The opening track on Saint Bartlett, Damien Jurado's ninth full-length album, was written in six minutes. Jurado was sitting in the studio—he had 12 songs prepared to record—when his producer and Secretly Canadian labelmate Richard Swift took a phone call. By the time Swift returned, Damien had "Cloudy Shoes," a layered, Flaming Lips–inspired track about the struggle to become a better person. He played the song for the first time as the tape rolled, and those initial, unrehearsed vocals and guitar chords were the only take of "Cloudy Shoes" the duo recorded. Hand claps, backing vocals, and strings were added later to create the version that would appear on Saint Bartlett.
Damien Jurado With Kay Kay and His Weathered Underground. The Triple Door, 216 Union St., 838-4333, thetripledoor.net. $14. All ages. 8 p.m. Sat., May 29.
"It turned out to be one of my favorite tracks on the record," says Swift.

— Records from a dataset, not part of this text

use async_trait::async_trait;
use bson::oid::ObjectId;
use futures_util::TryStreamExt;
use mongodb::{bson::doc, Collection, Database};

use crate::{
    constants::EXPERIENCES_COLLECTION,
    entities::experience::Experience,
    errors::AppError,
    repositories::mongo_repo::MongoExperienceRepo,
};


#[async_trait]
pub trait ExperienceRepository: Send + Sync {
    async fn create(&self, experience: &Experience) -> Result<ObjectId, AppError>;
    async fn list(&self) -> Result<Vec<Experience>, AppError>;
}

impl MongoExperienceRepo {
    pub fn new(db: Database) -> Self {
        MongoExperienceRepo { db }
    }

    fn collection(&self) -> Collection<Experience> {
        self.db.collection(EXPERIENCES_COLLECTION)
    }
}

#[async_trait]
impl ExperienceRepository for MongoExperienceRepo {
    async fn create(&self, experience: &Experience) -> Result<ObjectId, AppError> {
        let result = self
            .collection()
            .insert_one(experience)
            .await
            .map_err(AppError::from)?;

        result
            .inserted_id
            .as_object_id()
            .ok_or_else(|| AppError::InternalError("Inserted entry has no ObjectId".to_string()))
    }

    /// Returns entries in natural order; display ordering is applied by
    /// the caller.
    async fn list(&self) -> Result<Vec<Experience>, AppError> {
        let cursor = self
            .collection()
            .find(doc! {})
            .await
            .map_err(AppError::from)?;

        cursor.try_collect().await.map_err(AppError::from)
    }
}
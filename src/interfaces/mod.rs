pub mod handlers;
pub mod repositories;
pub mod routes;
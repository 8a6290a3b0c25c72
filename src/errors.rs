use std::fmt;

use actix_web::{
    error::ResponseError,
    http::{header::ContentType, StatusCode},
    HttpResponse
};
use jsonwebtoken::errors::{ErrorKind, Error as JwtError};
use derive_more::Display;
use serde::Serialize;
use validator::ValidationErrors;

#[derive(Debug)]
pub enum AppError {
    ValidationError(Vec<FieldError>),
    InvalidInput(String),
    Conflict(String),
    UploadFailed,
    InternalError(String),
}

impl fmt::Display for AppError {
    fn fmt(&self, f: &mut fmt::Formatter<'_>) -> fmt::Result {
        match self {
            AppError::ValidationError(errors) => {
                let messages = errors.iter()
                    .map(|e| format!("{}:{}", e.field, e.message))
                    .collect::<Vec<_>>()
                    .join(", ");
                write!(f, "validation error: {}", messages)
            }
            AppError::InvalidInput(msg) => write!(f, "Invalid input: {}", msg),
            AppError::Conflict(msg) => write!(f, "Conflict: {}", msg),
            AppError::UploadFailed => write!(f, "Failed to upload image"),
            AppError::InternalError(msg) => write!(f, "Internal server error: {}", msg)
        }
    }
}

impl ResponseError for AppError {
    fn error_response(&self) -> HttpResponse {
        let body = match self {
            AppError::ValidationError(errors) => {
                serde_json::json!({
                    "error": "Validation failed",
                    "details": errors
                })
            }
            // Client-facing messages go out exactly as built, without the
            // log prefixes from Display.
            AppError::InvalidInput(msg) | AppError::Conflict(msg) => {
                serde_json::json!({"error": msg})
            }
            _ => {
                serde_json::json!({"error": self.to_string()})
            }
        };
        HttpResponse::build(self.status_code())
            .insert_header(ContentType::json())
            .json(body)
    }

    fn status_code(&self) -> StatusCode {
        match self {
            AppError::ValidationError(_) => StatusCode::BAD_REQUEST,
            AppError::InvalidInput(_) => StatusCode::BAD_REQUEST,
            AppError::Conflict(_) => StatusCode::CONFLICT,
            AppError::UploadFailed => StatusCode::INTERNAL_SERVER_ERROR,
            AppError::InternalError(_) => StatusCode::INTERNAL_SERVER_ERROR,
        }
    }
}

impl From<ValidationErrors> for AppError {
    fn from(errors: ValidationErrors) -> Self {
        let field_errors = errors
            .field_errors()
            .iter()
            .flat_map(|(field, errors)| {
                errors.iter().map(|e| FieldError {
                    field: field.to_string(),
                    message: e
                        .message
                        .as_ref()
                        .map(|s| s.to_string())
                        .unwrap_or_else(|| "Invalid value".to_string()),
                })
            })
            .collect();

        AppError::ValidationError(field_errors)
    }
}

impl AppError {
    pub fn to_http_response(&self) -> HttpResponse {
        self.error_response()
    }
}

impl From<mongodb::error::Error> for AppError {
    fn from(err: mongodb::error::Error) -> Self {
        AppError::InternalError(format!("Database error: {}", err))
    }
}

impl From<anyhow::Error> for AppError {
    fn from(err: anyhow::Error) -> Self {
        AppError::InternalError(err.to_string())
    }
}

impl From<PasswordError> for AppError {
    fn from(err: PasswordError) -> Self {
        AppError::InternalError(err.to_string())
    }
}

/// Display strings double as the response bodies, so the credential
/// variants read like user-facing messages. Lookup and verification
/// failures share one message on purpose.
#[derive(Debug, Display)]
pub enum AuthError {
    #[display("Invalid token")]
    InvalidToken,

    #[display("Invalid credentials")]
    WrongCredentials,

    #[display("Token creation error")]
    TokenCreation,

    #[display("Token has expired")]
    TokenExpired,

    #[display("Email and password are required")]
    MissingCredentials,

    #[display("Authentication required")]
    MissingToken,

    #[display("Missing JWT service")]
    MissingJwtService,

    #[display("Failed to process login request")]
    LoginFailed,
}

impl ResponseError for AuthError {
    fn error_response(&self) -> HttpResponse {
        HttpResponse::build(self.status_code())
            .json(serde_json::json!({"error": self.to_string()}))
    }
    fn status_code(&self) -> StatusCode {
        match *self {
            AuthError::InvalidToken => StatusCode::UNAUTHORIZED,
            AuthError::WrongCredentials => StatusCode::UNAUTHORIZED,
            AuthError::TokenCreation => StatusCode::INTERNAL_SERVER_ERROR,
            AuthError::TokenExpired => StatusCode::UNAUTHORIZED,
            AuthError::MissingCredentials => StatusCode::BAD_REQUEST,
            AuthError::MissingToken => StatusCode::UNAUTHORIZED,
            AuthError::MissingJwtService => StatusCode::INTERNAL_SERVER_ERROR,
            AuthError::LoginFailed => StatusCode::INTERNAL_SERVER_ERROR,
        }
    }
}

impl From<JwtError> for AuthError {
    fn from(e: JwtError) -> Self {
        match e.kind() {
            ErrorKind::ExpiredSignature => AuthError::TokenExpired,
            _ => AuthError::InvalidToken,
        }
    }
}

impl From<PasswordError> for AuthError {
    fn from(_: PasswordError) -> Self {
        AuthError::LoginFailed
    }
}

#[derive(Debug, Display)]
pub enum PasswordError {
    #[display("Invalid password parameters: {_0}")]
    InvalidParameters(String),

    #[display("Password hashing failed: {_0}")]
    HashingError(String),

    #[display("Invalid password hash format: {_0}")]
    InvalidHashFormat(String),

    #[display("Password verification failed: {_0}")]
    VerificationError(String),
}

#[derive(Debug, Serialize)]
pub struct FieldError {
    pub field: String,
    pub message: String,
}
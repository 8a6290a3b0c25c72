pub mod auth;
pub mod content;
pub mod home;
pub mod system;
use chrono::{Datelike, Utc};
use std::fmt;

/// Literal stored in an experience's `end` field while the role is ongoing.
pub const PRESENT: &str = "Present";

const MONTH_NAMES: [&str; 12] = [
    "Jan", "Feb", "Mar", "Apr", "May", "Jun", "Jul", "Aug", "Sep", "Oct", "Nov", "Dec",
];

/// A calendar month. Parsed from the month-picker wire form (`2021-03`)
/// and stored/displayed as a `"Mon, YYYY"` label (`Mar, 2021`).
#[derive(Debug, Clone, Copy, PartialEq, Eq, PartialOrd, Ord)]
pub struct Month {
    pub year: i32,
    pub month: u32,
}

impl Month {
    pub fn new(year: i32, month: u32) -> Option<Self> {
        if (1..=12).contains(&month) {
            Some(Month { year, month })
        } else {
            None
        }
    }

    /// Parses the `YYYY-MM` value emitted by the month picker.
    pub fn from_picker(input: &str) -> Option<Self> {
        let (year, month) = input.trim().split_once('-')?;
        let year: i32 = year.parse().ok()?;
        let month: u32 = month.parse().ok()?;
        Month::new(year, month)
    }

    /// Parses the stored `"Mon, YYYY"` label form.
    pub fn parse_label(label: &str) -> Option<Self> {
        let (name, year) = label.split_once(',')?;
        let month = MONTH_NAMES
            .iter()
            .position(|m| m.eq_ignore_ascii_case(name.trim()))? as u32
            + 1;
        let year: i32 = year.trim().parse().ok()?;
        Month::new(year, month)
    }

    pub fn current() -> Self {
        let today = Utc::now().date_naive();
        Month {
            year: today.year(),
            month: today.month(),
        }
    }

    /// Months since year zero. Gives a total order across years.
    pub fn index(&self) -> i64 {
        self.year as i64 * 12 + (self.month as i64 - 1)
    }
}

impl fmt::Display for Month {
    fn fmt(&self, f: &mut fmt::Formatter<'_>) -> fmt::Result {
        write!(f, "{}, {}", MONTH_NAMES[(self.month - 1) as usize], self.year)
    }
}

/// Sort rank of a stored end date, higher = more recent.
/// `Present` ranks as the current month; labels that no longer parse
/// rank below every real date so they land last in a newest-first order.
pub fn end_rank(raw: &str) -> i64 {
    if raw == PRESENT {
        return Month::current().index();
    }
    Month::parse_label(raw).map_or(i64::MIN, |m| m.index())
}

/// Sort rank of a stored start date, same scale as [`end_rank`].
pub fn start_rank(raw: &str) -> i64 {
    Month::parse_label(raw).map_or(i64::MIN, |m| m.index())
}

/// The year token of a stored date label: the text after the comma,
/// falling back to the raw string when there is none (`Present` stays
/// `Present`).
pub fn year_token(raw: &str) -> &str {
    match raw.split_once(',') {
        Some((_, year)) => year.trim(),
        None => raw,
    }
}

/// Display period for an experience card, e.g. `"2020 - Present"`.
pub fn period(start: &str, end: &str) -> String {
    format!("{} - {}", year_token(start), year_token(end))
}

#[cfg(test)]
mod tests {
    use super::*;

    #[test]
    fn parses_picker_input() {
        assert_eq!(Month::from_picker("2021-03"), Month::new(2021, 3));
        assert_eq!(Month::from_picker("1999-12"), Month::new(1999, 12));
        assert_eq!(Month::from_picker("2021-13"), None);
        assert_eq!(Month::from_picker("2021"), None);
        assert_eq!(Month::from_picker(""), None);
    }

    #[test]
    fn formats_and_reparses_label() {
        let month = Month::from_picker("2021-03").unwrap();
        assert_eq!(month.to_string(), "Mar, 2021");
        assert_eq!(Month::parse_label("Mar, 2021"), Some(month));
        assert_eq!(Month::parse_label("mar, 2021"), Some(month));
        assert_eq!(Month::parse_label("Smarch, 2021"), None);
        assert_eq!(Month::parse_label("Present"), None);
    }

    #[test]
    fn month_ordering_spans_years() {
        let dec_2019 = Month::parse_label("Dec, 2019").unwrap();
        let jan_2020 = Month::parse_label("Jan, 2020").unwrap();
        assert!(dec_2019.index() < jan_2020.index());
        assert_eq!(jan_2020.index() - dec_2019.index(), 1);
    }

    #[test]
    fn present_ranks_as_current_month() {
        assert_eq!(end_rank(PRESENT), Month::current().index());
        assert!(end_rank(PRESENT) > end_rank("Dec, 2019"));
    }

    #[test]
    fn unparseable_dates_rank_last() {
        assert_eq!(end_rank("sometime"), i64::MIN);
        assert!(end_rank("sometime") < end_rank("Jan, 1970"));
        assert_eq!(start_rank(""), i64::MIN);
    }

    #[test]
    fn period_uses_year_tokens_with_fallback() {
        assert_eq!(period("Jan, 2020", "Present"), "2020 - Present");
        assert_eq!(period("Mar, 2021", "Dec, 2022"), "2021 - 2022");
        assert_eq!(year_token("Present"), "Present");
        assert_eq!(year_token("Mar, 2021"), "2021");
    }
}
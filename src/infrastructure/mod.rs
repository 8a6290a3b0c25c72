pub mod auth;
pub mod cache;
pub mod db;
pub mod media;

The story behind "Cloudy Shoes"—the ease of production, the idea that less could be more—epitomizes the sound of Saint Bartlett, released May 25. Jurado and Swift are the only two musicians who perform on the album, which incorporates elements of doo-wop, blues, and folk, and was recorded in just one week. They even left in tiny flaws, like a creaking chair or a guitar strumming half-a-beat too late.
"I have never done a record like that before in my life," Jurado says. "And it literally changed the way I view everything."
That change—which Jurado, now 37 and a 13-year veteran of the Seattle music scene, describes as hopefulness and "letting go"—reveals itself in Saint Bartlett. The lyrics still tend toward darker themes, but the songs are bigger and more textured than the stripped-down sound Jurado trademarked on 1999's Rehearsals for Departure. But they don't slip into the super-tight, glossy production of 2008's Caught in the Trees; instead, they sound comfortable and natural, almost like a live album.
The hopefulness and openness Jurado discovered while making the record has also resulted in the busiest and most musically active time of his career. He's posted new songs to his MySpace page every week for three months; he released an album with Hoqiuam, Jurado's acoustic project with his younger brother, Drake, last winter; and this summer, he's producing a record by another musician, Ohio's Joel Walter—a first for Jurado.
"Now, not just in music but in life, [I'm] living in the moment," says Jurado, who's enlisted Kay Kay and His Weathered Underground as both backing band and supporting act on this tour. "I'm open to whatever."